4: Study the Masters
Fairly self explanatory this one, go to galleries and museums and just absorb as much as you can from the painting’s there, pick out little bits (My lawyer says I have to explain that I don’t mean literally pick bits off of priceless works of art) that you like the look of and try to incorporate the effect, colour or composition etc into your own work.
I’m not just talking about the likes of Caravaggio (A personal favourite of mine) or Davinci either. Study works from the masters of the miniature art too, People like Roman Lappat, Alfonso Giraldes (Banshee), Sergio Calvo Rubio and Kirill Kanaev are well worth studying. (This can also be a reminder to study absolutely everything else too, after all, the greatest master of light and colour is nature itself!) The only trap to beware of is comparing your own work to theirs and then sobbing into a cuppa for the rest of the evening. That’s a feat in of itself, but then you start to realise that these guys have been doing this for a loooong time, and to compare your work to theirs is pure folly. The guys over at Figurementors are fond of saying that “everyone is on the same path, it’s just that some of us are at a different point on the journey”, for myself that’s taken a while to sink in, but I’m getting there.
5: Practice Practice Practice
The importance of practice absolutely cannot be understated, just trying something once and giving up because its too hard or you’re not happy with the result won’t progress you as a painter, you’ve made the choice to take this as far as it will go, so now you need to put the effort in.
It’s worth noting that just mindlessly repeating the same thing over and over again won’t get you there, this isn’t as much of a problem with miniature painting, it’s not like piano playing where you can just repeat the same scale over and over, but still, be aware of how you’re practicing, break down what you’re doing and see how to improve each section, and try to get regular feedback from professionals you admire.
Patreon pages are good for this, although getting a tier with feedback sometimes doesn’t come cheap. Posting on Facebook groups can work, but a lot of them are aimed at army painters, and even with the ones that aren’t, you can’t be sure of the quality of advice you’re getting (some people on Facebook have really odd ideas about painting). In my experience sometimes its just worth asking a painter how they did something or if they would mind giving a quick critique of your work, some will say yes and some will say no.
Spray Primer: DON’T spray in short bursts.
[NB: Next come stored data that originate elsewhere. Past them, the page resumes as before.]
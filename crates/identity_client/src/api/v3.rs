// Licensed under the Apache License, Version 2.0 (the "License");
// you may not use this file except in compliance with the License.
// You may obtain a copy of the License at
//
//     http://www.apache.org/licenses/LICENSE-2.0
//
// Unless required by applicable law or agreed to in writing, software
// distributed under the License is distributed on an "AS IS" BASIS,
// WITHOUT WARRANTIES OR CONDITIONS OF ANY KIND, either express or implied.
// See the License for the specific language governing permissions and
// limitations under the License.
//
// SPDX-License-Identifier: Apache-2.0

//! Identity v3 API operations.

use reqwest::Method;

use super::ApiOperation;

/// Create a project.
pub const CREATE_PROJECT: ApiOperation = ApiOperation {
    method: Method::POST,
    path: "v3/projects",
    json_key: Some("project"),
};

/// List projects.
pub const LIST_PROJECTS: ApiOperation = ApiOperation {
    method: Method::GET,
    path: "v3/projects",
    json_key: Some("projects"),
};

/// Get a single project.
pub const GET_PROJECT: ApiOperation = ApiOperation {
    method: Method::GET,
    path: "v3/projects/{project_id}",
    json_key: Some("project"),
};

/// Update a project.
pub const UPDATE_PROJECT: ApiOperation = ApiOperation {
    method: Method::PATCH,
    path: "v3/projects/{project_id}",
    json_key: Some("project"),
};

/// Delete a project.
pub const DELETE_PROJECT: ApiOperation = ApiOperation {
    method: Method::DELETE,
    path: "v3/projects/{project_id}",
    json_key: None,
};

/// List role assignments of a user on a project.
pub const LIST_PROJECT_USER_ROLES: ApiOperation = ApiOperation {
    method: Method::GET,
    path: "v3/projects/{project_id}/users/{user_id}/roles",
    json_key: Some("roles"),
};

/// Grant a role to a user on a project.
pub const GRANT_PROJECT_USER_ROLE: ApiOperation = ApiOperation {
    method: Method::PUT,
    path: "v3/projects/{project_id}/users/{user_id}/roles/{role_id}",
    json_key: None,
};

/// Check whether a user has a role on a project.
pub const HEAD_PROJECT_USER_ROLE: ApiOperation = ApiOperation {
    method: Method::HEAD,
    path: "v3/projects/{project_id}/users/{user_id}/roles/{role_id}",
    json_key: None,
};

/// Revoke a role of a user on a project.
pub const REVOKE_PROJECT_USER_ROLE: ApiOperation = ApiOperation {
    method: Method::DELETE,
    path: "v3/projects/{project_id}/users/{user_id}/roles/{role_id}",
    json_key: None,
};

/// List role assignments of a group on a project.
pub const LIST_PROJECT_GROUP_ROLES: ApiOperation = ApiOperation {
    method: Method::GET,
    path: "v3/projects/{project_id}/groups/{group_id}/roles",
    json_key: Some("roles"),
};

/// Grant a role to a group on a project.
pub const GRANT_PROJECT_GROUP_ROLE: ApiOperation = ApiOperation {
    method: Method::PUT,
    path: "v3/projects/{project_id}/groups/{group_id}/roles/{role_id}",
    json_key: None,
};

/// Check whether a group has a role on a project.
pub const HEAD_PROJECT_GROUP_ROLE: ApiOperation = ApiOperation {
    method: Method::HEAD,
    path: "v3/projects/{project_id}/groups/{group_id}/roles/{role_id}",
    json_key: None,
};

/// Revoke a role of a group on a project.
pub const REVOKE_PROJECT_GROUP_ROLE: ApiOperation = ApiOperation {
    method: Method::DELETE,
    path: "v3/projects/{project_id}/groups/{group_id}/roles/{role_id}",
    json_key: None,
};
// Licensed under the Apache License, Version 2.0 (the "License");
// you may not use this file except in compliance with the License.
// You may obtain a copy of the License at
//
//     http://www.apache.org/licenses/LICENSE-2.0
//
// Unless required by applicable law or agreed to in writing, software
// distributed under the License is distributed on an "AS IS" BASIS,
// WITHOUT WARRANTIES OR CONDITIONS OF ANY KIND, either express or implied.
// See the License for the specific language governing permissions and
// limitations under the License.
//
// SPDX-License-Identifier: Apache-2.0

//! # Transport
//!
//! The shared executor all resource models send their requests through.
//! [`Session`] is the reqwest-backed implementation; the [`RestClient`]
//! trait is the seam the models talk to, so tests can substitute a mock.

use async_trait::async_trait;
use reqwest::header::{HeaderMap, HeaderName, HeaderValue};
use reqwest::{ClientBuilder, StatusCode};
use secrecy::ExposeSecret;
use serde_json::Value;
use tracing::{debug, error};
use url::Url;

pub mod error;
#[cfg(test)]
pub(crate) mod mock;

use crate::api::RestRequest;
use crate::config::Config;

pub use error::TransportError;

/// A response as the models consume it.
#[derive(Clone, Debug)]
pub struct ApiResponse {
    /// The response status.
    pub status: StatusCode,

    /// The json body, when the response carried one.
    pub body: Option<Value>,
}

/// Shared request executor.
#[async_trait]
pub trait RestClient: Send + Sync + std::fmt::Debug {
    /// Execute the request against the Identity service.
    ///
    /// A non-success status is reported as
    /// [`TransportError::BadResponse`].
    async fn execute(&self, request: RestRequest) -> Result<ApiResponse, TransportError>;
}

/// The reqwest-backed executor.
///
/// Joins request paths onto the configured base URL and sends the configured
/// token as the `x-auth-token` header on every request.
#[derive(Clone, Debug)]
pub struct Session {
    client: reqwest::Client,
    base_url: Url,
}

impl Session {
    /// Build a session from the client configuration.
    pub fn new(config: &Config) -> Result<Self, TransportError> {
        let mut token = HeaderValue::from_str(config.token.expose_secret())?;
        token.set_sensitive(true);
        let client = ClientBuilder::new()
            .default_headers(HeaderMap::from_iter([(
                HeaderName::from_static("x-auth-token"),
                token,
            )]))
            .timeout(config.timeout)
            .build()?;
        Ok(Self {
            client,
            base_url: config.auth_url.clone(),
        })
    }
}

#[async_trait]
impl RestClient for Session {
    #[tracing::instrument(
        level = "debug",
        skip_all,
        fields(method = %request.method, path = %request.path)
    )]
    async fn execute(&self, request: RestRequest) -> Result<ApiResponse, TransportError> {
        let url = self.base_url.join(&request.path)?;
        let mut builder = self.client.request(request.method, url);
        if !request.query.is_empty() {
            builder = builder.query(&request.query);
        }
        if let Some(body) = &request.body {
            builder = builder.json(body);
        }

        let response = builder.send().await?;
        let status = response.status();
        let text = response.text().await?;
        if !status.is_success() {
            return Err(TransportError::BadResponse { status, body: text });
        }

        debug!("the identity service answered with {status}");
        let body = if text.is_empty() {
            None
        } else {
            match serde_json::from_str(&text) {
                Ok(value) => Some(value),
                Err(source) => {
                    let snippet: String = text.chars().take(256).collect();
                    error!("failed to decode the {status} response body: {source}: {snippet}");
                    return Err(source.into());
                }
            }
        };
        Ok(ApiResponse { status, body })
    }
}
I saw on a discussion a few days ago that someone was suggesting short bursts from a spray can was the way to do it. I wanted to slap the commenter very hard because this assuredly is NOT the way to do it. You want to start spraying away from the model and do a long stroke across, only letting off the spray when you’ve gone past the model, this stops any crud, unmixed paint and dust firing onto the model and causing lumps and to stop paint running.
How fast you move across comes with practice, too slow and you’ll flood the model with paint, so it’s best to go fairly quickly to begin with and slow down as you get a feel for how the paints go on. And because this is the internet and someone is bound to question how I know this, I’ve spent some time spraying real cars, and the principles are the same despite vastly different paints and levels of detail.